Hi guys, i want to make for my own an frame like an Warping Boards


i want to know wich methed recommend me to get the best and durable join of the frame..



Sorry for my english


----------



## jschaben (Jun 21, 2009)

samsagaz said:


> Hi guys, i want to make for my own an frame like an Warping Boards
> 
> 
> i want to know wich methed recommend me to get the best and durable join of the frame..
> ...


Hi Jose - 
This picture shows pretty simple half-lap joints, strong and easy to make. This Warping Board can be broken down for storage but all you need to do is glue/nail the joints to make it permanent.
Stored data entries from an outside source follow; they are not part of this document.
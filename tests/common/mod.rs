#![allow(dead_code)]

use std::net::SocketAddr;

use reqwest::{Client, StatusCode};
use serde_json::{json, Value};

use academium::{
    build_app,
    config::{AppConfig, JwtConfig},
    tutors::repo_types::{Curriculum, NewTutor, Tutor},
    AppState,
};

/// A running server over the in-memory store.
pub struct TestApp {
    pub addr: SocketAddr,
    pub client: Client,
    pub state: AppState,
}

impl TestApp {
    pub fn url(&self, path: &str) -> String {
        format!("http://{}{}", self.addr, path)
    }

    pub async fn register(
        &self,
        name: &str,
        email: &str,
        password: &str,
        role: &str,
    ) -> (Value, StatusCode) {
        self.post(
            "/api/auth/register",
            &json!({ "name": name, "email": email, "password": password, "role": role }),
        )
        .await
    }

    pub async fn login(&self, email: &str, password: &str) -> (Value, StatusCode) {
        self.post(
            "/api/auth/login",
            &json!({ "email": email, "password": password }),
        )
        .await
    }

    /// Register a student and return (token, user id).
    pub async fn student(&self, email: &str) -> (String, String) {
        let (body, status) = self.register("Student", email, "password123", "student").await;
        assert_eq!(status, StatusCode::CREATED, "register failed: {body}");
        let (body, status) = self.login(email, "password123").await;
        assert_eq!(status, StatusCode::OK, "login failed: {body}");
        (
            body["token"].as_str().unwrap().to_string(),
            body["user"]["id"].as_str().unwrap().to_string(),
        )
    }

    pub async fn seed_tutor(&self, name: &str, subject: &str, curriculum: Curriculum) -> Tutor {
        self.state
            .tutors
            .create(NewTutor::new(name, subject, curriculum, 25.0))
            .await
            .expect("seed tutor")
    }

    pub async fn get(&self, path: &str) -> (Value, StatusCode) {
        let resp = self
            .client
            .get(self.url(path))
            .send()
            .await
            .expect("get request failed");
        let status = resp.status();
        let body: Value = resp.json().await.unwrap_or(json!(null));
        (body, status)
    }

    pub async fn post(&self, path: &str, body: &Value) -> (Value, StatusCode) {
        let resp = self
            .client
            .post(self.url(path))
            .json(body)
            .send()
            .await
            .expect("post request failed");
        let status = resp.status();
        let body: Value = resp.json().await.unwrap_or(json!(null));
        (body, status)
    }

    pub async fn get_auth(&self, path: &str, token: &str) -> (Value, StatusCode) {
        let resp = self
            .client
            .get(self.url(path))
            .bearer_auth(token)
            .send()
            .await
            .expect("get request failed");
        let status = resp.status();
        let body: Value = resp.json().await.unwrap_or(json!(null));
        (body, status)
    }

    pub async fn post_auth(&self, path: &str, token: &str, body: &Value) -> (Value, StatusCode) {
        let resp = self
            .client
            .post(self.url(path))
            .bearer_auth(token)
            .json(body)
            .send()
            .await
            .expect("post request failed");
        let status = resp.status();
        let body: Value = resp.json().await.unwrap_or(json!(null));
        (body, status)
    }
}

pub fn test_config() -> AppConfig {
    AppConfig {
        database_url: None,
        host: "127.0.0.1".into(),
        port: 0,
        jwt: JwtConfig {
            secret: "integration-secret".into(),
            issuer: "academium-test".into(),
            audience: "academium-test-users".into(),
            ttl_minutes: 5,
        },
    }
}

pub async fn spawn_app() -> TestApp {
    let state = AppState::in_memory(test_config());
    let app = build_app(state.clone());

    let listener = tokio::net::TcpListener::bind("127.0.0.1:0")
        .await
        .expect("bind ephemeral port");
    let addr = listener.local_addr().expect("local addr");
    tokio::spawn(async move {
        axum::serve(listener, app).await.expect("server error");
    });

    TestApp {
        addr,
        client: Client::new(),
        state,
    }
}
Here's a pretty good explanation of how to do half-laps:
Half Lap Joints - Basic Woodworking Joinery
The link shows the joint at the end of the boards but you can put them anywhere you have two boards crossing.


----------



## allthunbs (Jun 22, 2008)

jschaben said:


> Hi Jose -
> This picture shows pretty simple half-lap joints, strong and easy to make. This Warping Board can be broken down for storage but all you need to do is glue/nail the joints to make it permanent. Here's a pretty good explanation of how to do half-laps:
> Half Lap Joints - Basic Woodworking Joinery
> The link shows the joint at the end of the boards but you can put them anywhere you have two boards crossing.


Hi Jose and John:

What are you referring to when you say "warping?" To me warping is the action a board takes when it dries. If you're not carefull you'll have a cork screw instead of a board. However, in this instance, I don't think you're referring to that.


----------



## samsagaz (Mar 10, 2009)

Yes i already see that pictures. You think that will be hard enough using that method? Think that can be made with 1" MDF


----------



## samsagaz (Mar 10, 2009)

allthunbs said:


> Hi Jose and John:
> 
> What are you referring to when you say "warping?" To me warping is the action a board takes when it dries. If you're not carefull you'll have a cork screw instead of a board. However, in this instance, I don't think you're referring to that.


to wrap thread for looming


----------



## allthunbs (Jun 22, 2008)

samsagaz said:


> to wrap thread for looming


Got it. Thank you :thank_you2:


----------



## MikeMa (Jul 27, 2006)

This looks like something you need strength for. In my opinion, I don't think MDF will be a good option for you. I would go with a solid hardwood.


----------